The Dean of the Faculty of Science, Professor Julius Atlhopheng, said there was a niche in food technology and the development of animal vaccines which both UB and CUT could explore and develop ways of collaborating. Professor Benjamin Bolaane, Dean in the Faculty of Engineering and Technology, also expressed delight at the prospects of developing a partnership in the area of engineering and technology with CUT.
 
In response, Professor Ngowi, a former Dean in the University of Botswana Faculty of Engineering and Technology, concurred that in this era of a fourth industrial revolution, there was need for combined efforts and pooling of resources and expertise to help offset the dearth of research funding in the region.

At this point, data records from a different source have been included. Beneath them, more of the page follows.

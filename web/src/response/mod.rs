//! JSON envelopes returned by every endpoint.
//!
//! Handlers and the error mapping build their responses through [`json`] so the status,
//! body and `Content-Type: application/json` are set in one place. CORS headers are added
//! on the way out by `middleware::cors`.

use axum::http::StatusCode;
use axum::response::{IntoResponse, Response};
use axum::Json;
use serde::Serialize;
use serde_json::Value;
use utoipa::ToSchema;

/// Serializes `payload` as the JSON body of a response with the given status.
pub fn json<T: Serialize>(status: StatusCode, payload: &T) -> Response {
    (status, Json(payload)).into_response()
}

/// Body of every error response.
#[derive(Debug, Serialize, ToSchema)]
pub struct ErrorEnvelope {
    pub error: String,
    /// The provider's own error body, when the provider rejected the exchange.
    #[serde(skip_serializing_if = "Option::is_none")]
    #[schema(value_type = Option<Object>)]
    pub details: Option<Value>,
}

impl ErrorEnvelope {
    pub fn new(error: &str) -> Self {
        Self {
            error: error.to_string(),
            details: None,
        }
    }

    pub fn with_details(error: &str, details: Value) -> Self {
        Self {
            error: error.to_string(),
            details: Some(details),
        }
    }
}

/// Body of `GET /health`.
#[derive(Debug, Serialize, ToSchema)]
pub struct HealthStatus {
    pub status: String,
    /// Milliseconds since the Unix epoch.
    pub timestamp: i64,
}

impl HealthStatus {
    pub fn ok() -> Self {
        Self {
            status: "ok".to_string(),
            timestamp: chrono::Utc::now().timestamp_millis(),
        }
    }
}
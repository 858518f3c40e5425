use config::Config;

pub mod config;
pub mod logging;

// Service-level state containing only infrastructure concerns
// Needs to implement Clone to be able to be passed into Router as State
#[derive(Clone)]
pub struct AppState {
    pub config: Config,
}

impl AppState {
    pub fn new(app_config: Config) -> Self {
        Self { config: app_config }
    }
}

He further underscored the need to train students to become global citizens given advancement in technology that made translation of language very easy.
 
According to information from its website, CUT has positioned itself as the foremost higher education institution in the heartland of South Africa, dedicated to quality education and training in science, engineering and technology.
 
Initially, Technikon Free State, CUT opened its doors in 1981 with 285 students enrolled mainly in secretarial, art and design programmes. However, following the restructuring of the higher education landscape, CUT embraced its new status as a university of technology. It transformed from a technikon in 2004 and now offers a wide range of qualifications in its four faculties, namely the Faculty of Engineering and Information Technology, the Faculty of Health and Environmental Sciences, the Faculty of Management Sciences, and the Faculty of Humanities.
Part of Professor Ngowi’s delegation included specialists in additive manufacturing, specifically medical products based on 3-D printing; innovation, food safety, agriculture and internationalisation.